**EXERCISE INSTRUCTIONS**
Every line below that mentions the word "inflight" should be copied out.

**DATA EXTRACT**
══════════

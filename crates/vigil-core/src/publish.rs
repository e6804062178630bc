//! Result Publisher
//!
//! Every evaluated event goes to the results topic; anomalies are also sent
//! to the alert topic. A failed publish is retried on transient broker
//! errors with a fixed delay, then dropped and counted. Nothing here returns
//! an error to the worker loop.

use crate::broker::EventSink;
use crate::config::{PipelineConfig, Topics};
use crate::ensemble::EnsembleResult;
use crate::error::PublishError;
use crate::event::{Event, FeatureVector, Metadata};
use crate::telemetry::Telemetry;
use chrono::{DateTime, Utc};
use serde::{Deserialize, Serialize};
use std::sync::Arc;
use std::thread;
use std::time::Duration;
use tracing::{debug, error, warn};

/// Confidence strictly above this is a high-severity alert.
pub const HIGH_SEVERITY_CONFIDENCE: f64 = 0.8;

/// Wire shape of the results topic.
#[derive(Debug, Clone, PartialEq, Serialize, Deserialize)]
pub struct ResultRecord {
    pub id: String,
    pub timestamp: DateTime<Utc>,
    pub source: String,
    pub is_anomaly: bool,
    pub confidence: f64,
    pub score: f64,
    pub model_used: String,
    pub features: FeatureVector,
    pub metadata: Metadata,
}

impl ResultRecord {
    pub fn new(event: &Event, result: &EnsembleResult) -> Self {
        Self {
            id: event.id.clone(),
            timestamp: event.timestamp,
            source: event.source.clone(),
            is_anomaly: result.is_anomaly,
            confidence: result.confidence,
            score: result.score,
            model_used: result.model_used.clone(),
            features: event.features.clone(),
            metadata: event.metadata.clone(),
        }
    }
}

#[derive(Debug, Clone, Copy, PartialEq, Eq, Serialize, Deserialize)]
#[serde(rename_all = "lowercase")]
pub enum Severity {
    High,
    Medium,
}

impl Severity {
    pub fn classify(confidence: f64) -> Self {
        if confidence > HIGH_SEVERITY_CONFIDENCE {
            Self::High
        } else {
            Self::Medium
        }
    }
}

/// Wire shape of the alert topic: the result fields plus a classification.
#[derive(Debug, Clone, PartialEq, Serialize, Deserialize)]
pub struct AlertRecord {
    #[serde(flatten)]
    pub result: ResultRecord,
    pub severity: Severity,
    pub message: String,
}

impl AlertRecord {
    pub fn new(result: ResultRecord) -> Self {
        let severity = Severity::classify(result.confidence);
        let message = format!("Anomaly detected with {:.2} confidence", result.confidence);
        Self {
            result,
            severity,
            message,
        }
    }

    pub fn id(&self) -> &str {
        &self.result.id
    }
}

pub struct ResultPublisher {
    sink: Arc<dyn EventSink>,
    topics: Topics,
    max_retries: u32,
    retry_delay: Duration,
    telemetry: Arc<Telemetry>,
}

impl ResultPublisher {
    pub fn new(sink: Arc<dyn EventSink>, config: &PipelineConfig, telemetry: Arc<Telemetry>) -> Self {
        Self {
            sink,
            topics: config.topics.clone(),
            max_retries: config.max_retries,
            retry_delay: config.retry_delay,
            telemetry,
        }
    }

    pub fn topics(&self) -> &Topics {
        &self.topics
    }

    /// Serializes once, then sends with up to `max_retries` retries.
    pub fn publish<T: Serialize>(&self, topic: &str, key: &str, message: &T) -> Result<(), PublishError> {
        let payload = serde_json::to_vec(message).map_err(|source| PublishError::Serialize {
            topic: topic.to_string(),
            source,
        })?;

        let attempts = self.max_retries.saturating_add(1);
        let mut attempt = 1;
        loop {
            match self.sink.send(topic, key, &payload) {
                Ok(()) => {
                    self.telemetry.published.with_label_values(&[topic]).inc();
                    debug!(topic, key, attempt, "message published");
                    return Ok(());
                }
                Err(err) if !err.is_transient() => {
                    return Err(PublishError::Rejected {
                        topic: topic.to_string(),
                        source: err,
                    });
                }
                Err(err) if attempt >= attempts => {
                    return Err(PublishError::Exhausted {
                        topic: topic.to_string(),
                        attempts,
                        last: err,
                    });
                }
                Err(err) => {
                    warn!(topic, key, attempt, error = %err, "publish failed, retrying");
                    self.telemetry.publish_retries.inc();
                    attempt += 1;
                    thread::sleep(self.retry_delay);
                }
            }
        }
    }

    /// Publishes the result and, for anomalies, the alert.
    ///
    /// Returns the alert so the caller can persist it whether or not the
    /// alert publish itself succeeded.
    pub fn publish_outcome(&self, event: &Event, result: &EnsembleResult) -> Option<AlertRecord> {
        let record = ResultRecord::new(event, result);
        self.publish_or_drop(&self.topics.output, &record.id, &record);

        if !result.is_anomaly {
            return None;
        }
        let alert = AlertRecord::new(record);
        self.publish_or_drop(&self.topics.alert, alert.id(), &alert);
        Some(alert)
    }

    fn publish_or_drop<T: Serialize>(&self, topic: &str, key: &str, message: &T) {
        if let Err(err) = self.publish(topic, key, message) {
            self.telemetry.publish_failures.inc();
            error!(topic, key, error = %err, "dropping message");
        }
    }
}
//! In-process partitioned broker.
//!
//! Records are routed to a partition by `xxh3(key)` and delivered in
//! partition order. Each consumer group keeps a committed low-watermark per
//! partition; anything delivered but not committed is redelivered to the
//! next source for that group, or after [`MemorySource::recover`].

use super::{EventSink, EventSource, RawRecord};
use crate::error::BrokerError;
use bytes::Bytes;
use parking_lot::{Condvar, Mutex};
use std::collections::{BTreeSet, HashMap};
use std::sync::Arc;
use std::time::{Duration, Instant};

#[derive(Debug, Clone)]
struct Stored {
    key: Option<String>,
    payload: Bytes,
}

#[derive(Default)]
struct State {
    topics: HashMap<String, Vec<Vec<Stored>>>,
    committed: HashMap<(String, String), Vec<u64>>,
}

struct Shared {
    partitions: usize,
    state: Mutex<State>,
    arrived: Condvar,
}

#[derive(Clone)]
pub struct MemoryBroker {
    shared: Arc<Shared>,
}

impl MemoryBroker {
    pub fn new(partitions: usize) -> Self {
        Self {
            shared: Arc::new(Shared {
                partitions: partitions.max(1),
                state: Mutex::new(State::default()),
                arrived: Condvar::new(),
            }),
        }
    }

    pub fn partitions(&self) -> usize {
        self.shared.partitions
    }

    pub fn partition_for(&self, key: Option<&str>) -> u32 {
        match key {
            Some(k) => (xxhash_rust::xxh3::xxh3_64(k.as_bytes()) % self.shared.partitions as u64) as u32,
            None => 0,
        }
    }

    /// Appends a record and returns its `(partition, offset)`.
    pub fn produce(&self, topic: &str, key: Option<&str>, payload: impl Into<Bytes>) -> (u32, u64) {
        let partition = self.partition_for(key);
        let mut state = self.shared.state.lock();
        let log = state
            .topics
            .entry(topic.to_string())
            .or_insert_with(|| vec![Vec::new(); self.shared.partitions]);
        let part = &mut log[partition as usize];
        part.push(Stored {
            key: key.map(str::to_string),
            payload: payload.into(),
        });
        let offset = part.len() as u64 - 1;
        drop(state);
        self.shared.arrived.notify_all();
        (partition, offset)
    }

    /// Every payload on `topic`, partition by partition.
    pub fn payloads(&self, topic: &str) -> Vec<Bytes> {
        let state = self.shared.state.lock();
        state
            .topics
            .get(topic)
            .map(|parts| parts.iter().flatten().map(|s| s.payload.clone()).collect())
            .unwrap_or_default()
    }

    pub fn len(&self, topic: &str) -> usize {
        let state = self.shared.state.lock();
        state
            .topics
            .get(topic)
            .map_or(0, |parts| parts.iter().map(Vec::len).sum())
    }

    /// Committed low-watermarks of `group` on `topic`.
    pub fn committed(&self, topic: &str, group: &str) -> Vec<u64> {
        let state = self.shared.state.lock();
        state
            .committed
            .get(&(topic.to_string(), group.to_string()))
            .cloned()
            .unwrap_or_else(|| vec![0; self.shared.partitions])
    }

    pub fn source(&self, topic: &str, group: &str) -> MemorySource {
        let cursor = self.committed(topic, group);
        MemorySource {
            broker: self.clone(),
            topic: topic.to_string(),
            group: group.to_string(),
            inflight: vec![BTreeSet::new(); cursor.len()],
            cursor,
            next_partition: 0,
        }
    }

    pub fn sink(&self) -> MemorySink {
        MemorySink {
            broker: self.clone(),
        }
    }
}

pub struct MemorySource {
    broker: MemoryBroker,
    topic: String,
    group: String,
    cursor: Vec<u64>,
    inflight: Vec<BTreeSet<u64>>,
    next_partition: usize,
}

impl MemorySource {
    /// Rewinds to the committed position, redelivering in-flight records.
    pub fn recover(&mut self) {
        self.cursor = self.broker.committed(&self.topic, &self.group);
        self.inflight.iter_mut().for_each(BTreeSet::clear);
    }

    fn next_record(&mut self, state: &State) -> Option<RawRecord> {
        let parts = state.topics.get(&self.topic)?;
        let n = parts.len();
        for step in 0..n {
            let p = (self.next_partition + step) % n;
            let offset = self.cursor[p];
            if let Some(stored) = parts[p].get(offset as usize) {
                self.cursor[p] += 1;
                self.inflight[p].insert(offset);
                self.next_partition = (p + 1) % n;
                return Some(RawRecord {
                    partition: p as u32,
                    offset,
                    key: stored.key.clone(),
                    payload: stored.payload.clone(),
                });
            }
        }
        None
    }
}

impl EventSource for MemorySource {
    fn poll(&mut self, timeout: Duration) -> Result<Option<RawRecord>, BrokerError> {
        let deadline = Instant::now() + timeout;
        let shared = self.broker.shared.clone();
        let mut state = shared.state.lock();
        loop {
            if let Some(record) = self.next_record(&state) {
                return Ok(Some(record));
            }
            if shared.arrived.wait_until(&mut state, deadline).timed_out() {
                return Ok(self.next_record(&state));
            }
        }
    }

    fn commit(&mut self, record: &RawRecord) -> Result<(), BrokerError> {
        let p = record.partition as usize;
        let inflight = self
            .inflight
            .get_mut(p)
            .ok_or_else(|| BrokerError::Rejected(format!("unknown partition {p}")))?;
        inflight.remove(&record.offset);
        let watermark = inflight.first().copied().unwrap_or(self.cursor[p]);

        let mut state = self.broker.shared.state.lock();
        let partitions = self.broker.shared.partitions;
        let committed = state
            .committed
            .entry((self.topic.clone(), self.group.clone()))
            .or_insert_with(|| vec![0; partitions]);
        committed[p] = committed[p].max(watermark);
        Ok(())
    }
}

pub struct MemorySink {
    broker: MemoryBroker,
}

impl EventSink for MemorySink {
    fn send(&self, topic: &str, key: &str, payload: &[u8]) -> Result<(), BrokerError> {
        self.broker
            .produce(topic, Some(key), Bytes::copy_from_slice(payload));
        Ok(())
    }
}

══════════

**RESULT OF THE EXERCISE**
            inflight: vec![BTreeSet::new(); cursor.len()],
    inflight: Vec<BTreeSet<u64>>,
        self.inflight.iter_mut().for_each(BTreeSet::clear);
                self.inflight[p].insert(offset);
        let inflight = self
            .inflight
        inflight.remove(&record.offset);
        let watermark = inflight.first().copied().unwrap_or(self.cursor[p]);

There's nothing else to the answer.